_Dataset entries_
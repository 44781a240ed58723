use chrono::{Local, Utc};
use serde_json::{json, Value};
use url::Url;

use crate::models::{AlertKind, ComparisonRow, LinkPair};
use crate::parsers::format_price;

pub fn create_embed(
    kind: AlertKind,
    row: &ComparisonRow,
    pair: &LinkPair,
    precision: u32,
) -> Value {
    let mut fields = vec![
        json!({
            "name": "Store price:",
            "value": format!("**{}**", format_price(row.a_price, precision)),
            "inline": true
        }),
        json!({
            "name": "Competitor price:",
            "value": format!("**{}**", format_price(row.b_price, precision)),
            "inline": true
        }),
        json!({
            "name": "\u{200B}",
            "value": "\u{200B}",
            "inline": false
        }),
        json!({
            "name": "Store SKU:",
            "value": format!("**{}**", ComparisonRow::sku_display(&row.a_sku)),
            "inline": true
        }),
        json!({
            "name": "Competitor SKU:",
            "value": format!("**{}**", ComparisonRow::sku_display(&row.b_sku)),
            "inline": true
        }),
    ];

    // Listed SKUs only matter for the sheet-vs-page alerts
    match kind {
        AlertKind::LocalSkuMismatch => {
            if let Some(expected) = &pair.expected_sku_a {
                fields.push(json!({
                    "name": "Listed store SKU:",
                    "value": format!("**{}**", expected),
                    "inline": false
                }));
            }
        }
        AlertKind::CompetitorSkuMismatch => {
            if let Some(expected) = &pair.expected_sku_b {
                fields.push(json!({
                    "name": "Listed competitor SKU:",
                    "value": format!("**{}**", expected),
                    "inline": false
                }));
            }
        }
        _ => {}
    }

    fields.push(json!({
        "name": "Links:",
        "value": format!("{} | {}", link_markdown("Store", &pair.link_a), link_markdown("Competitor", &pair.link_b)),
        "inline": false
    }));

    json!({
        "title": format!("Row {}: {} mismatch", row.sequence, kind.label()),
        "description": kind.message(),
        "color": kind.color(),
        "fields": fields,
        "footer": {
            "text": format!("{} - Detected: {}",
                kind.label(),
                Local::now().format("%Y-%m-%d %H:%M:%S")
            )
        },
        "timestamp": Utc::now().to_rfc3339()
    })
}

fn link_markdown(label: &str, link: &str) -> String {
    match Url::parse(link) {
        Ok(url) if url.scheme() == "http" || url.scheme() == "https" => {
            format!("[{}]({})", label, url)
        }
        _ => format!("{}: {}", label, link),
    }
}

_WHAT YOU WILL DO_
What is needed here is an exact copy of all the records above.

_EXERCISE ANSWER_
repository 44781a240ed58723
use chrono::{Local, Utc};
use serde_json::{json, Value};
use url::Url;

use crate::models::{AlertKind, ComparisonRow, LinkPair};
use crate::parsers::format_price;

pub fn create_embed(
    kind: AlertKind,
    row: &ComparisonRow,
    pair: &LinkPair,
    precision: u32,
) -> Value {
    let mut fields = vec![
        json!({
            "name": "Store price:",
            "value": format!("**{}**", format_price(row.a_price, precision)),
            "inline": true
        }),
        json!({
            "name": "Competitor price:",
            "value": format!("**{}**", format_price(row.b_price, precision)),
            "inline": true
        }),
        json!({
            "name": "\u{200B}",
            "value": "\u{200B}",
            "inline": false
        }),
        json!({
            "name": "Store SKU:",
            "value": format!("**{}**", ComparisonRow::sku_display(&row.a_sku)),
            "inline": true
        }),
        json!({
            "name": "Competitor SKU:",
            "value": format!("**{}**", ComparisonRow::sku_display(&row.b_sku)),
            "inline": true
        }),
    ];

    // Listed SKUs only matter for the sheet-vs-page alerts
    match kind {
        AlertKind::LocalSkuMismatch => {
            if let Some(expected) = &pair.expected_sku_a {
                fields.push(json!({
                    "name": "Listed store SKU:",
                    "value": format!("**{}**", expected),
                    "inline": false
                }));
            }
        }
        AlertKind::CompetitorSkuMismatch => {
            if let Some(expected) = &pair.expected_sku_b {
                fields.push(json!({
                    "name": "Listed competitor SKU:",
                    "value": format!("**{}**", expected),
                    "inline": false
                }));
            }
        }
        _ => {}
    }

    fields.push(json!({
        "name": "Links:",
        "value": format!("{} | {}", link_markdown("Store", &pair.link_a), link_markdown("Competitor", &pair.link_b)),
        "inline": false
    }));

    json!({
        "title": format!("Row {}: {} mismatch", row.sequence, kind.label()),
        "description": kind.message(),
        "color": kind.color(),
        "fields": fields,
        "footer": {
            "text": format!("{} - Detected: {}",
                kind.label(),
                Local::now().format("%Y-%m-%d %H:%M:%S")
            )
        },
        "timestamp": Utc::now().to_rfc3339()
    })
}

fn link_markdown(label: &str, link: &str) -> String {
    match Url::parse(link) {
        Ok(url) if url.scheme() == "http" || url.scheme() == "https" => {
            format!("[{}]({})", label, url)
        }
        _ => format!("{}: {}", label, link),
    }
}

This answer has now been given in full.